8 Share capital, share premium, capital surplus and tendered shares

 

At 30 June 2012, the total authorized number of ordinary shares was 10,000,000,000 (31 December 2011: 10,000,000,000) with par value of US$0.01 (31 December 2011: US$0.01) per share.

 

Movement of tendered shares are as follows:

 

Number of shares repurchased/ (reissued)

Repurchase/ reissue price

Total

US$

US$

At 1 January 2011

51,677,033

52,378,592

Reissued in June 2011

(1,719,857)

1.7939

(3,085,252)

─────────

─────────

At 31 December 2011 and 30 June 2012

49,957,176

49,293,340

═════════

═════════

 

As at 30 June 2012, the Company had 189,833,893 (31 December 2011: 189,833,893) ordinary shares in issue, of which 49,957,176 (31 December 2011:49,957,176) were held as tendered shares.

 

On 18 July 2012, 5,399,241 ordinary shares have been tendered for repurchase by the Company at a tender price of US$2.11 per share.

 

9 Taxation

 

The Fund adopted the authoritative guidance contained in FASB ASC 740 on accounting for and disclosure of uncertainty in tax positions, which required the directors to determine whether a tax position of the Fund is more likely than not to be sustained upon examination, including resolution of any related appeals or litigation processes, based on the technical merits of the position. For tax positions meeting the more likely than not threshold, the tax amount recognized in the financial statements is reduced by the largest benefit that has a greater than 50 percent likelihood of being realized upon ultimate settlement with the relevant taxing authority.

 

The uncertain tax positions identified by the directors mainly include:

 

(a) Whether any of the Fund and its offshore SPVs would be deemed as a China Tax Resident Enterprise ("TRE") under the China Corporate Income Tax ("CIT") Law. If an offshore entity is deemed as a China TRE, its income would be subject to China corporate income tax at 25%.

 

(b) Whether any of the Fund and its offshore SPVs that may derive income would be deemed as having an establishment or place in China.

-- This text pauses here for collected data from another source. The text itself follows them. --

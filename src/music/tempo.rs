//! Tempo: conversion between beats and wall-clock seconds.

/// A tempo in beats per minute.
///
/// # Examples
///
/// ```
/// use klang::Bpm;
///
/// let bpm = Bpm::new(120.0);
/// assert_eq!(bpm.seconds_from_beats(1.0), 0.5);
/// assert_eq!(bpm.beats_from_seconds(0.5), 1.0);
/// ```
#[derive(Debug, Clone, Copy, PartialEq)]
pub struct Bpm(f64);

impl Bpm {
    pub fn new(beats_per_minute: f64) -> Self {
        Self(beats_per_minute)
    }

    pub fn beats_per_minute(&self) -> f64 {
        self.0
    }

    /// Wall-clock duration of `beats` beats.
    pub fn seconds_from_beats(&self, beats: f64) -> f64 {
        beats * 60.0 / self.0
    }

    /// Number of beats elapsed after `seconds` seconds.
    pub fn beats_from_seconds(&self, seconds: f64) -> f64 {
        seconds * self.0 / 60.0
    }
}
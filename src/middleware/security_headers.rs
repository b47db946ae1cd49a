use actix_web::{
    dev::{forward_ready, Service, ServiceRequest, ServiceResponse, Transform},
    Error,
};
use futures::future::LocalBoxFuture;
use std::future::{ready, Ready};

pub struct SecurityHeaders;

impl<S, B> Transform<S, ServiceRequest> for SecurityHeaders
where
    S: Service<ServiceRequest, Response = ServiceResponse<B>, Error = Error>,
    S::Future: 'static,
    B: 'static,
{
    type Response = ServiceResponse<B>;
    type Error = Error;
    type InitError = ();
    type Transform = SecurityHeadersMiddleware<S>;
    type Future = Ready<Result<Self::Transform, Self::InitError>>;

    fn new_transform(&self, service: S) -> Self::Future {
        ready(Ok(SecurityHeadersMiddleware { service }))
    }
}

pub struct SecurityHeadersMiddleware<S> {
    service: S,
}

impl<S, B> Service<ServiceRequest> for SecurityHeadersMiddleware<S>
where
    S: Service<ServiceRequest, Response = ServiceResponse<B>, Error = Error>,
    S::Future: 'static,
    B: 'static,
{
    type Response = ServiceResponse<B>;
    type Error = Error;
    type Future = LocalBoxFuture<'static, Result<Self::Response, Self::Error>>;

    forward_ready!(service);

    fn call(&self, req: ServiceRequest) -> Self::Future {
        let fut = self.service.call(req);

        Box::pin(async move {
            let mut res = fut.await?;

            // The service hands out user-uploaded PDFs, so responses must
            // never be content-sniffed or framed elsewhere
            let headers = res.headers_mut();

            headers.insert(
                actix_web::http::header::HeaderName::from_static("x-content-type-options"),
                actix_web::http::header::HeaderValue::from_static("nosniff"),
            );

            headers.insert(
                actix_web::http::header::HeaderName::from_static("x-frame-options"),
                actix_web::http::header::HeaderValue::from_static("deny"),
            );

            Ok(res)
        })
    }
}
use actix_web::{http::StatusCode, HttpResponse};
use std::fmt;

/// Service-level failure taxonomy, mapped onto HTTP statuses at the API layer.
#[derive(Debug)]
pub enum AppError {
    /// Missing or malformed input (400)
    Validation(String),
    /// Missing, invalid, expired or revoked token (401)
    Authentication(String),
    /// Valid token, wrong role (403)
    Authorization(String),
    /// Entity referenced by id does not exist (404)
    NotFound(String),
    /// Duplicate unique field (400)
    Conflict(String),
    /// Database failure (500)
    Database(String),
    /// Filesystem or other unexpected failure (500)
    Internal(String),
}

impl AppError {
    pub fn status(&self) -> StatusCode {
        match self {
            AppError::Validation(_) | AppError::Conflict(_) => StatusCode::BAD_REQUEST,
            AppError::Authentication(_) => StatusCode::UNAUTHORIZED,
            AppError::Authorization(_) => StatusCode::FORBIDDEN,
            AppError::NotFound(_) => StatusCode::NOT_FOUND,
            AppError::Database(_) | AppError::Internal(_) => StatusCode::INTERNAL_SERVER_ERROR,
        }
    }

    /// JSON `{ "message": ... }` response. Internal causes are logged and
    /// replaced with a generic message.
    pub fn to_response(&self) -> HttpResponse {
        match self {
            AppError::Database(msg) | AppError::Internal(msg) => {
                log::error!("❌ {}", msg);
                HttpResponse::build(self.status())
                    .json(serde_json::json!({ "message": "Internal server error" }))
            }
            other => HttpResponse::build(other.status())
                .json(serde_json::json!({ "message": other.to_string() })),
        }
    }
}

impl fmt::Display for AppError {
    fn fmt(&self, f: &mut fmt::Formatter<'_>) -> fmt::Result {
        match self {
            AppError::Validation(msg)
            | AppError::Authentication(msg)
            | AppError::Authorization(msg)
            | AppError::NotFound(msg)
            | AppError::Conflict(msg)
            | AppError::Database(msg)
            | AppError::Internal(msg) => write!(f, "{}", msg),
        }
    }
}

impl std::error::Error for AppError {}

#[cfg(test)]
mod tests {
    use super::*;

    #[test]
    fn test_status_mapping() {
        assert_eq!(
            AppError::Validation("x".into()).status(),
            StatusCode::BAD_REQUEST
        );
        assert_eq!(
            AppError::Authentication("x".into()).status(),
            StatusCode::UNAUTHORIZED
        );
        assert_eq!(
            AppError::Authorization("x".into()).status(),
            StatusCode::FORBIDDEN
        );
        assert_eq!(
            AppError::NotFound("x".into()).status(),
            StatusCode::NOT_FOUND
        );
        assert_eq!(
            AppError::Conflict("x".into()).status(),
            StatusCode::BAD_REQUEST
        );
        assert_eq!(
            AppError::Internal("x".into()).status(),
            StatusCode::INTERNAL_SERVER_ERROR
        );
    }

    #[test]
    fn test_display_is_bare_message() {
        assert_eq!(
            AppError::Conflict("Email already registered".into()).to_string(),
            "Email already registered"
        );
    }
}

If an offshore entity has an establishment or place in China, income derived by the offshore entity that is derived from China by the establishment or place or income that is effectively connected to the establishment or place would be subject to China CIT at 25%.

 

(c) Whether any of the Fund and its offshore SPVs is subject to Hong Kong profits tax. An entity would be subject to Hong Kong profits tax if (i) the entity carries on a trade, profession or business in Hong Kong; (ii) profits are derived from that trade, profession or business carried on in Hong Kong (excluding gains of a capital nature); and (iii) the profits arise in or are derived from Hong Kong, i.e. have a Hong Kong source.

 

The directors assessed that the Fund and its offshore SPVs are not TREs in China and do not have an establishment or place in China.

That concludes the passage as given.